Singles from Love.Live.Life
- "We Dance On" Released: 20 May 2010; "Best Behaviour" Released: 17 October 2010; "Girls" Released: 13 December 2010; "So Alive" Released: 6 February 2011; "Morning Star" Released: 14 March 2011;

= Love.Live.Life =

Love.Live.Life is the third studio album released by the English hip-hop trio N-Dubz, released on 29 November 2010, as a collaboration by All Around the World and Island Records. Following the release of the album the group announced a hiatus to focus on all three individual solo projects.

==Background==

The group began recording the album following the success of Against All Odds. Following the success of the group's MOBO Award-winning single "Playing with Fire", the group announced that they would be embarking on a trip to the United States in an attempt to secure a record deal for themselves there. The group, however, were banned from travelling to the country because of visa issues which were later resolved in early February. Former Island Def Jam boss L.A. Reid, a big N-Dubz fan, then arranged a meeting with the group with the intention of signing the trio to his label.
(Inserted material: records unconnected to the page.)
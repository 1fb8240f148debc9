#![allow(clippy::unwrap_used, clippy::expect_used)]

//! End-to-end run through the SDK client with file-backed audit logs.

use std::sync::Arc;

use grant_discovery::domain::{GrantDiscoveryLocalClient, Service};
use grant_discovery::infra::storage::entity::{actor, list_policy, policy_template, target_database};
use grant_discovery::infra::storage::{Migrator, SeaOrmRepository};
use grant_discovery::{GrantDiscoveryClient, GrantDiscoveryConfig, GrantDiscoveryError, RunRequest};
use sea_orm::{ActiveModelTrait, ConnectOptions, Database, DatabaseConnection, Set};
use sea_orm_migration::MigratorTrait;
use serde_json::json;

async fn seeded_db() -> DatabaseConnection {
    let mut opts = ConnectOptions::new("sqlite::memory:");
    opts.max_connections(1).min_connections(1).sqlx_logging(false);
    let db = Database::connect(opts).await.expect("connect");
    Migrator::up(&db, None).await.expect("migrate");

    policy_template::ActiveModel {
        id: Set(1),
        action_id: Set(1),
        object_kind: Set(None),
        general_sql: Set(Some(
            "SELECT Super_priv FROM mysql.user WHERE User = '{user}' AND Host = '{host}'".to_owned(),
        )),
        general_allow: Set(Some("Y".to_owned())),
        general_deny: Set(Some("N".to_owned())),
        specific_sql: Set(None),
        specific_allow: Set(None),
        specific_deny: Set(None),
    }
    .insert(&db)
    .await
    .unwrap();

    policy_template::ActiveModel {
        id: Set(2),
        action_id: Set(5),
        object_kind: Set(None),
        general_sql: Set(Some(
            "SELECT COUNT(*) FROM information_schema.SCHEMA_PRIVILEGES \
             WHERE GRANTEE = '''{user}''@''{host}''' AND TABLE_SCHEMA = '{database}'"
                .to_owned(),
        )),
        general_allow: Set(Some("NOT NULL".to_owned())),
        general_deny: Set(Some("0".to_owned())),
        specific_sql: Set(None),
        specific_allow: Set(None),
        specific_deny: Set(None),
    }
    .insert(&db)
    .await
    .unwrap();

    list_policy::ActiveModel {
        id: Set(1),
        name: Set("schema-access".to_owned()),
        template_ids: Set("\"2\"".to_owned()),
        active: Set(true),
    }
    .insert(&db)
    .await
    .unwrap();

    for (id, user) in [(1, "admin"), (2, "reporter")] {
        actor::ActiveModel {
            id: Set(id),
            connection_id: Set(1),
            user: Set(user.to_owned()),
            host: Set("%".to_owned()),
        }
        .insert(&db)
        .await
        .unwrap();
    }

    target_database::ActiveModel {
        id: Set(10),
        connection_id: Set(1),
        name: Set("sales".to_owned()),
    }
    .insert(&db)
    .await
    .unwrap();

    db
}

fn snapshot() -> String {
    let mut admin = vec![json!("%"), json!("admin")];
    admin.extend(std::iter::repeat_n(json!("N"), 15));
    admin.push(json!("Y"));

    json!([
        {"query_key": "mysql.user[0]", "status": "success", "result": [admin]},
        {"query_key": "information_schema.SCHEMA_PRIVILEGES", "status": true, "result": [
            ["'reporter'@'%'", "def", "sales", "SELECT", "NO"]
        ]},
        {"query_key": "mysql.unknown_table", "status": true, "result": [["x"]]}
    ])
    .to_string()
}

#[tokio::test]
async fn client_reports_outcome_and_writes_audit_file() {
    let audit_dir = tempfile::tempdir().unwrap();
    let config = GrantDiscoveryConfig {
        audit_dir: audit_dir.path().to_path_buf(),
        max_concurrency: 2,
        ..Default::default()
    };
    let svc = Arc::new(Service::new(
        seeded_db().await,
        Arc::new(SeaOrmRepository::new()),
        config,
    ));
    let client: Arc<dyn GrantDiscoveryClient> = Arc::new(GrantDiscoveryLocalClient::new(svc));

    let outcome = client
        .complete(RunRequest::new("nightly/42", 1, snapshot()))
        .await
        .unwrap();

    assert!(outcome.success, "{}", outcome.message);
    assert_eq!(outcome.grants_created, 2);
    // admin lands in the reserved super group.
    assert_eq!(outcome.groups_assigned, 1);
    assert_eq!(
        outcome.message,
        "created 2 grants (0 already present), 1 group assignments"
    );

    let log = std::fs::read_to_string(audit_dir.path().join("nightly_42.audit.log")).unwrap();
    assert!(log.contains("GRANT actor=1 template=1 database=-1 object=-1"));
    assert!(log.contains("GRANT actor=2 template=2 database=10 object=-1"));

    let again = client
        .complete(RunRequest::new("nightly/42", 1, snapshot()))
        .await;
    assert!(matches!(
        again,
        Err(GrantDiscoveryError::AlreadyProcessed { .. })
    ));
}

#[tokio::test]
async fn bad_payload_is_a_failed_outcome_not_an_error() {
    let audit_dir = tempfile::tempdir().unwrap();
    let svc = Arc::new(Service::new(
        seeded_db().await,
        Arc::new(SeaOrmRepository::new()),
        GrantDiscoveryConfig {
            audit_dir: audit_dir.path().to_path_buf(),
            ..Default::default()
        },
    ));
    let client = GrantDiscoveryLocalClient::new(svc);

    let outcome = client
        .complete(RunRequest::new("job-1", 1, "{\"query_key\": 1}"))
        .await
        .unwrap();

    assert!(!outcome.success);
    assert!(outcome.message.contains("invalid snapshot payload"));
    assert_eq!(outcome.grants_created, 0);
}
In May 2010, it was announced that the group had secured a five-album recording deal with Island Records. The group recorded the album with American producers Salaam Remi, Jean Baptiste and Jim Jonsin on the album. The making of the album was released on DVD.

==Singles==
"We Dance On" was released on 20 May 2010 as the album's lead single. It peaked at #5 on the UK Singles Chart. The song was also included on the soundtrack to the film Streetdance 3D. "Best Behaviour" was released on 17 October 2010 as the second single from the album. It peaked at 10 in both the UK and Scotland, and became a top 40 hit in Ireland. The song also appears on Skepta's album Doin' It Again. "Girls" was released as the album's third single on 12 December 2010. It peaked at 19 on the UK Singles Chart. A fourth track from the album, "So Alive" was released as single on 6 February 2011. The album's fifth and final single, "Morning Star" was released on 14 March.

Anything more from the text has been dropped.